4 of 4 people found the following review helpful:
1.0 out of 5 stars
Not good...,
By A Customer
This review is from: Beloved Infidel [VHS] (VHS Tape)
Gregory Peck is hopelessly miscast as F. Scott Fitzgerald, first because of his looks and second because of his presence which kind of leads back to his looks. The story just skims little of what we know about Fitzgerald's life. What about Zelda, his wife?
8 of 10 people found the following review helpful:
5.0 out of 5 stars
A very earnest film about very crazy people,
By
This review is from: Beloved Infidel [VHS] (VHS Tape)
Deborah Kerr is the reason to see this film; she is Sheilah Graham, the gossip columnist from the 40s and 50s in Hollywood. She was featured on both radio and television, and she had an odd voice and her comments were deeply personal about movie stars, so much so you thought she lived with them all intimately.

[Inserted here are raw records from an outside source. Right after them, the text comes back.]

pub mod afe;
pub mod bulk;

use crate::configuration;
use crate::error;
use crate::registers;
use crate::registers::Register;
use crate::usb;

#[derive(Debug, Default, Copy, Clone)]
struct IoRegister {
    value: u8,

    /// Bits that are stale relative to the hardware.
    dirty: u8,
}

/// Register cache of one open GL843 connection.
///
/// `set` only touches the cache and widens the dirty interval.
/// `flush` writes back every dirty physical register once, and `refresh` reads the ones backing the named registers.
/// The chip is not synchronized, callers must serialize access.
pub struct Chip<Handle: usb::Transport> {
    handle: Handle,
    map: &'static registers::RegisterMap,
    io: [IoRegister; registers::IO_REGISTERS],
    min_dirty: usize,
    max_dirty: usize,
    configuration: configuration::Configuration,
}

impl<Handle: usb::Transport> Chip<Handle> {
    pub fn new(handle: Handle, configuration: configuration::Configuration) -> Self {
        Self::with_map(handle, registers::gl843(), configuration)
    }

    pub fn with_map(
        handle: Handle,
        map: &'static registers::RegisterMap,
        configuration: configuration::Configuration,
    ) -> Self {
        Self {
            handle,
            map,
            io: [IoRegister::default(); registers::IO_REGISTERS],
            min_dirty: registers::IO_REGISTERS,
            max_dirty: 0,
            configuration,
        }
    }

    pub fn handle(&self) -> &Handle {
        &self.handle
    }

    pub fn configuration(&self) -> &configuration::Configuration {
        &self.configuration
    }

    pub fn map(&self) -> &'static registers::RegisterMap {
        self.map
    }

    pub fn try_get(&self, register: Register) -> Result<u32, error::Error> {
        let fields = self
            .map
            .fields(register)
            .ok_or(error::Error::RegisterOutOfRange(register.id()))?;
        Ok(fields.iter().fold(0u32, |value, field| {
            value | field.extract(self.io[field.address as usize].value)
        }))
    }

    /// Returns the cached value of a register.
    ///
    /// An invalid id is a programming error, it is logged with the caller's location and 0 is returned.
    #[track_caller]
    pub fn get(&self, register: Register) -> u32 {
        match self.try_get(register) {
            Ok(value) => value,
            Err(error) => {
                let location = std::panic::Location::caller();
                tracing::error!(%location, "{error}");
                0
            }
        }
    }

    /// Updates the cache and marks the register's bits dirty.
    ///
    /// Bits of `value` outside the register's fields are dropped.
    #[track_caller]
    pub fn set(&mut self, register: Register, value: u32) {
        let map = self.map;
        let Some(fields) = map.fields(register) else {
            let location = std::panic::Location::caller();
            tracing::error!(
                %location,
                "{}",
                error::Error::RegisterOutOfRange(register.id())
            );
            return;
        };
        tracing::trace!(%register, value, "set");
        for field in fields {
            let io = &mut self.io[field.address as usize];
            io.value = field.insert(io.value, value);
            self.mark_io_dirty(field.address, field.mask);
        }
    }

    /// Applies `set` to every entry, in order.
    #[track_caller]
    pub fn set_many(&mut self, values: &[(Register, u32)]) {
        for (register, value) in values {
            self.set(*register, *value);
        }
    }

    /// Marks the register's bits dirty without changing the cache.
    #[track_caller]
    pub fn mark_dirty(&mut self, register: Register) {
        let map = self.map;
        match map.fields(register) {
            Some(fields) => {
                for field in fields {
                    self.mark_io_dirty(field.address, field.mask);
                }
            }
            None => {
                let location = std::panic::Location::caller();
                tracing::error!(
                    %location,
                    "{}",
                    error::Error::RegisterOutOfRange(register.id())
                );
            }
        }
    }

    fn mark_io_dirty(&mut self, address: u8, mask: u8) {
        let address = address as usize;
        self.io[address].dirty |= mask;
        self.min_dirty = self.min_dirty.min(address);
        self.max_dirty = self.max_dirty.max(address);
    }

    /// Addresses that may hold dirty bits, `None` if no register is dirty.
    pub fn dirty_range(&self) -> Option<std::ops::RangeInclusive<u8>> {
        if self.min_dirty > self.max_dirty {
            None
        } else {
            Some(self.min_dirty as u8..=self.max_dirty as u8)
        }
    }

    pub fn cached(&self, address: u8) -> u8 {
        self.io[address as usize].value
    }

    pub fn is_dirty(&self, address: u8) -> bool {
        self.io[address as usize].dirty != 0
    }

    /// Writes every dirty physical register, one transaction per address.
    ///
    /// The dirty interval is reset even if a transfer fails.
    /// In that case the registers left in the interval are dropped from the write-back:
    /// their cached values were never sent, so the cache no longer matches the chip
    /// for these addresses until they are set or refreshed again.
    pub fn flush(&mut self) -> Result<(), error::Error> {
        let mut result = Ok(());
        if let Some(range) = self.dirty_range() {
            for address in range.clone() {
                if self.io[address as usize].dirty == 0 {
                    continue;
                }
                if let Err(error) = self.write_io_register(address) {
                    result = Err(error);
                    break;
                }
            }
            if result.is_err() {
                let mut dropped = Vec::new();
                for address in range {
                    let io = &mut self.io[address as usize];
                    if io.dirty != 0 {
                        io.dirty = 0;
                        dropped.push(Register::io(address).to_string());
                    }
                }
                tracing::warn!(
                    ?dropped,
                    "flush aborted, the cache does not match the chip for the dropped registers"
                );
            }
        }
        self.min_dirty = registers::IO_REGISTERS;
        self.max_dirty = 0;
        result
    }

    /// Reads the physical registers backing `registers`, one transaction per address, in ascending order.
    ///
    /// Only the bits of the named registers are replaced by the hardware values.
    /// Pending writes to other bits, and the dirty interval, are left untouched.
    #[track_caller]
    pub fn refresh(&mut self, registers: &[Register]) -> Result<(), error::Error> {
        let map = self.map;
        let mut requested = [0u8; registers::IO_REGISTERS];
        for register in registers {
            match map.fields(*register) {
                Some(fields) => {
                    for field in fields {
                        requested[field.address as usize] |= field.mask;
                    }
                }
                None => {
                    let location = std::panic::Location::caller();
                    tracing::error!(
                        %location,
                        "{}",
                        error::Error::RegisterOutOfRange(register.id())
                    );
                }
            }
        }
        for (address, mask) in requested.iter().enumerate() {
            if *mask != 0 {
                self.read_io_register(address as u8, *mask)?;
            }
        }
        Ok(())
    }

    /// Reads a register from the hardware and returns its value.
    #[track_caller]
    pub fn get_fresh(&mut self, register: Register) -> Result<u32, error::Error> {
        self.refresh(&[register])?;
        Ok(self.get(register))
    }

    /// `set` followed by `flush`.
    #[track_caller]
    pub fn write(&mut self, register: Register, value: u32) -> Result<(), error::Error> {
        self.set(register, value);
        self.flush()
    }

    #[track_caller]
    pub fn write_many(&mut self, values: &[(Register, u32)]) -> Result<(), error::Error> {
        self.set_many(values);
        self.flush()
    }

    /// Writes a physical register immediately, bypassing the dirty interval.
    pub fn write_io(&mut self, address: u8, value: u8) -> Result<(), error::Error> {
        self.io[address as usize].value = value;
        self.write_io_register(address)
    }

    pub fn lamp_is_on(&mut self) -> Result<bool, error::Error> {
        Ok(self.get_fresh(Register::LAMPSTS)? != 0)
    }

    pub fn is_home(&mut self) -> Result<bool, error::Error> {
        Ok(self.get_fresh(Register::HOMESNR)? != 0)
    }

    fn write_io_register(&mut self, address: u8) -> Result<(), error::Error> {
        let value = self.io[address as usize].value;
        tracing::trace!(register = %Register::io(address), value, "write");
        usb::control_out(
            &self.handle,
            &self.configuration,
            usb::REQUEST_BUFFER,
            usb::VALUE_SET_REGISTER,
            &[address, value],
            self.configuration.register_timeout,
        )?;
        self.io[address as usize].dirty = 0;
        Ok(())
    }

    /// Reads a physical register. The bits in `mask` take the hardware value and become clean,
    /// the other bits keep their cached value if they hold a pending write.
    fn read_io_register(&mut self, address: u8, mask: u8) -> Result<(), error::Error> {
        self.select(address, self.configuration.register_timeout)?;
        let mut buffer = [0u8; 1];
        usb::control_in(
            &self.handle,
            &self.configuration,
            usb::REQUEST_REGISTER,
            usb::VALUE_READ_REGISTER,
            &mut buffer,
            self.configuration.register_timeout,
        )?;
        tracing::trace!(register = %Register::io(address), value = buffer[0], "read");
        let io = &mut self.io[address as usize];
        let pending = io.dirty & !mask;
        io.value = (buffer[0] & !pending) | (io.value & pending);
        io.dirty = pending;
        Ok(())
    }

    /// Selects the physical register targeted by the next read or buffer transfer.
    fn select(&self, address: u8, timeout: std::time::Duration) -> Result<(), error::Error> {
        usb::control_out(
            &self.handle,
            &self.configuration,
            usb::REQUEST_REGISTER,
            usb::VALUE_SET_REGISTER,
            &[address],
            timeout,
        )?;
        Ok(())
    }
}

Deborah Kerr plays her as a woman who has invented her past to impress everyone, including Gregory Peck, who plays F.Scott Fitzgerald. He exposes her fictions in a scene on a large beach, where noone else goes, and it is one of the most harrowing forced-confession scenes on screen. Further on into the film, we learn about Fitzgerald, and the fictions he wrote and the many fictions he told to Graham and others, and one sees why Sheilah Graham appealed to him..she, a very adept fabricator of fictions, as he was in and out of novels and short stories, and the very occasional screen play. See this film for Deborah Kerr's incredible gestures and poses and false statements; her complete inability to relate to truth, and her self-righteous fights with Scott, and Gregory peck's violence toward her, as she rejects his drinking as cute, and his teaching her literature as opressive; and then at the end, a huge dramatic scene with Peck, and a great soundtrack, finds her on that unihabited beach again..a kind of return to the strangely bleak place of exposure ; but then Sheilah Graham writes the memoir, Beloved Infidel, with another writer, and it's fiction all over again especially as adapted for the screen. Their affair is awash with questions and speculations..all of which come out in this film. Any kind of story would do, and it works here, just as much as the fiction that Zelda and Scott Fitzgerald were really lovers. Gregory Peck has, in this, as in many films in the late 50s, an Atticus Finch problem..this film is before To Kill A Mocking Bird, and it is as if Atticus himself were asked to play this alcoholic writer..he could never do it, nor could Gregory Peck. It's stogy and over- worked acting; he's not dissipated enough; but, it adds to the overall fiction of the life of these two people. See this film, and admire the gloss of cinemascope and DeLuxe color, as it washes over one and all and gives us a disturbing look at lives only hinted at, because that is all they were really, hints of lives.
4.0 out of 5 stars
Good movie,
By
This review is from: Beloved Infidel [VHS] (VHS Tape)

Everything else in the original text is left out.